In Svezia gli ebrei vennero accolti e subito integrati nella società. Tuttavia, nonostante la resistenza danese, purtroppo circa 470 di loro finirono nel campo di concentramento/ghetto di Theresienstadt. Ma il governo danese non li abbandonò al proprio destino, e avviò delle trattative diplomatiche per consentire alla croce rossa di inviare dei pacchi contenenti vestiario, in cui segretamente inserivano pillole con vitamine necessarie alla sopravvivenza. Ulteriori trattative permisero sia alla croce rossa danese sia a quella internazionale di visitare il campo il 23 giugno 1944. Per l’occasione il luogo fu abbellito e tutti i detenuti istruiti per non far sospettare nulla ai visitatori. La visita andò così bene che i nazisti decisero di far giare un documentario da usare per la propaganda. Alle trattative partecipò anche la croce rossa svedese, grazie alla quale venne permesso a tutti i prigionieri scandinavi di lasciare i campi di concentramento per recarsi in Svezia. Gli ebrei danesi lasceranno il campo di Theresienstadt il 15 aprile 1945.

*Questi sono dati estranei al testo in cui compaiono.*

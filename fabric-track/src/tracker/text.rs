// Copyright (c) 2020 Graphcore Ltd. All rights reserved.

use std::io::Write;
use std::sync::Arc;

use parking_lot::Mutex;

use crate::tracker::{EntityManager, Track};
use crate::{Id, SharedWriter, Writer};

/// A simple text logger to output messages to a Writer.
///
/// Failures to write are dropped; logging never fails a sweep.
pub struct TextTracker {
    entity_manager: EntityManager,

    /// Writer to which all _log_ events will be written.
    writer: SharedWriter,
}

impl TextTracker {
    /// Create a new [`TextTracker`] with an [`EntityManager`].
    pub fn new(entity_manager: EntityManager, writer: Writer) -> Self {
        Self {
            entity_manager,
            writer: Arc::new(Mutex::new(writer)),
        }
    }

    fn write_line(&self, line: std::fmt::Arguments) {
        let mut writer = self.writer.lock();
        let _ = writer.write_fmt(line);
    }
}

/// Implementation for each [`Track`] event
impl Track for TextTracker {
    fn unique_id(&self) -> Id {
        self.entity_manager.unique_id()
    }

    fn is_entity_enabled(&self, id: Id, level: log::Level) -> bool {
        self.entity_manager.is_log_enabled_at_level(id, level)
    }

    fn add_entity(&self, id: Id, entity_name: &str) {
        self.entity_manager.add_entity(id, entity_name);
    }

    fn create(&self, created_by: Id, id: Id, name: &str) {
        self.write_line(format_args!("{created_by}: created {id}, {name}\n"));
    }

    fn destroy(&self, destroyed_by: Id, id: Id) {
        self.write_line(format_args!("{destroyed_by}: destroyed {id}\n"));
    }

    fn log(&self, id: Id, level: log::Level, msg: std::fmt::Arguments) {
        self.write_line(format_args!("{id}:{level}: {msg}\n"));
    }

    fn shutdown(&self) {
        let _ = self.writer.lock().flush();
    }
}
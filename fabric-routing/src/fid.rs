// Copyright (c) 2023 Graphcore Ltd. All rights reserved.

//! Fabric address (FID) layout and assignment.
//!
//! The address space is partitioned into a reserved low block, one
//! management address per subdevice starting at [`FID_CPORT_BASE`], an
//! alignment gap and then one [`FID_BLOCK_SIZE`] block of data addresses per
//! subdevice starting at [`FID_BLOCK_BASE`].
//!
//! Within a data block the low bits of an address select:
//!  - `[5:3]` the path,
//!  - `[2:1]` the local bridge endpoint,
//!  - `[0]` the host flag, which is unused so odd addresses are invalid.

use crate::types::SubdeviceId;

pub const MAX_SUBDEVICES: usize = 2;

pub const FID_BLOCK_SIZE: usize = 64;
pub const VALID_FIDS_PER_BLOCK: usize = FID_BLOCK_SIZE / 2;

pub const FID_CPORT_BASE: u32 = 64;
pub const FID_BLOCK_BASE: u32 = 832;

/// Number of entries in the management block.
pub const MAX_DEVICES: usize = 755;

/// Number of entries of the hardware unicast forwarding table.
pub const UFT_SIZE: u32 = 48 * 1024;

const FID_HOST_MASK: u32 = 0x1;
const FID_BRIDGE_SHIFT: u32 = 1;
const FID_BRIDGE_MASK: u32 = 0x3;

/// Addresses assigned to a subdevice.
#[derive(Copy, Clone, Debug, Default, Eq, PartialEq)]
pub struct FidAssignment {
    pub fid_group: u32,
    pub fid_mgmt: u32,
    pub fid_base: u32,
}

#[must_use]
pub fn fid_cport(fid_group: u32) -> u32 {
    FID_CPORT_BASE + fid_group
}

#[must_use]
pub fn fid_block_base(fid_group: u32) -> u32 {
    FID_BLOCK_BASE + FID_BLOCK_SIZE as u32 * fid_group
}

/// Odd addresses carry the unused host flag.
#[must_use]
pub fn is_host_fid(fid: u32) -> bool {
    fid & FID_HOST_MASK != 0
}

/// Bridge endpoint selected by an address.
#[must_use]
pub fn fid_to_bridge_offset(fid: u32) -> u8 {
    ((fid >> FID_BRIDGE_SHIFT) & FID_BRIDGE_MASK) as u8
}

/// Compute the addresses of a subdevice.
///
/// A pure function of the subdevice's identity, so the result is the same on
/// every sweep whatever the connectivity.
#[must_use]
pub fn assign(id: SubdeviceId) -> FidAssignment {
    let fid_group = id.0;
    FidAssignment {
        fid_group,
        fid_mgmt: fid_cport(fid_group),
        fid_base: fid_block_base(fid_group),
    }
}

/// Whether the addresses of a subdevice fit in the forwarding table.
#[must_use]
pub fn group_is_addressable(id: SubdeviceId) -> bool {
    (id.0 as usize) < MAX_DEVICES
}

Fondamentale per la riuscita del salvataggio degli ebrei danesi fu la figura di Georg Ferdinand Duckwitz nazista della prima ora. Membro dell’ufficio esteri del partito nazista, sotto Alfred Rosenberg, dal 1933 al 1935, nel 1939 entrò nell’ambasciata tedesca a Copenaghen. Quando nel settembre 1943, durante lo stato di emergenza proclamato in Danimarca dai tedeschi, Duckwitz seppe che erano cominciati i preparativi per la deportazione degli ebrei danesi, ebbe un moto di coscienza che lo spinse ad agire. Inizialmente si recò in Svezia per chiedere al governo di ospitarli, poi fece avere a tutti gli ebrei che conosceva i visti legali per fuggire in Svezia, e successivamente fece sabotare due navi adibite alla deportazione. Infine, non potendo fare altro avvisò i membri del partito socialdemocratico della data esatta in cui il raid sarebbe avvenuto. Il suo fu un contributo decisivo, perché se non fosse stata una persona del suo calibro a dare l’allarme nessuno ci avrebbe creduto. La comunità ebraica in Danimarca si sentiva al sicuro. Lui faceva parte del ministero degli esteri del Terzo Reich quindi aveva accesso alle informazioni, inoltre successivamente partecipò anche alla congiura per assassinare Hitler. Anni dopo la fine della guerra sarà riconosciuto come Giusto tra le Nazioni dallo Yad Vashem. Duckwitz fu l’unico politico nazista di alto rango ad opporsi alla deportazione degli ebrei. In Italia nessun importante politico fascista si è opposto prima alle leggi razziali del 1938 e poi alle deportazioni cominciate nel 1943. Nella postfazione al libro, Gabriele Nissim, riferendosi sia a Duckwitz che a Dimitar Peshev, Giusto tra le Nazioni che aveva bloccato la deportazione degli ebrei bulgari, scrive: «Duckwitz e Peshev rappresentano quindi l’ambiguità del bene di quelle figure di mezzo, che fanno parte dell’élite politica ma che decidendo di cambiare idea risultano decisive per far cambiare la situazione nei rispettivi stati. Se altre figure politiche in altri paesi avessero avuto una crisi di coscienza forse si sarebbero potute fermare le deportazioni. Per questo Duckwitz e Peshev sono due figure da prendere come esempio e da far studiare, perché sono l’emblema di come le cose sarebbero potute andare in modo diverso».

In fondo al libro parlo di “Normalità del bene”, un riferimento al fatto che, siccome per i danesi aiutare gli ebrei era un’azione normale, solamente 22 di loro sono stati riconosciuti come Giusti tra le Nazioni, perché gli altri non hanno fatto pervenire il loro nome allo Yad Vashem. Questo dimostra come sia possibile costruire una società basata sull’umanesimo e sulla tolleranza in grado di accettare ogni comunità, dove aiutare gli altri è una cosa normale e giusta.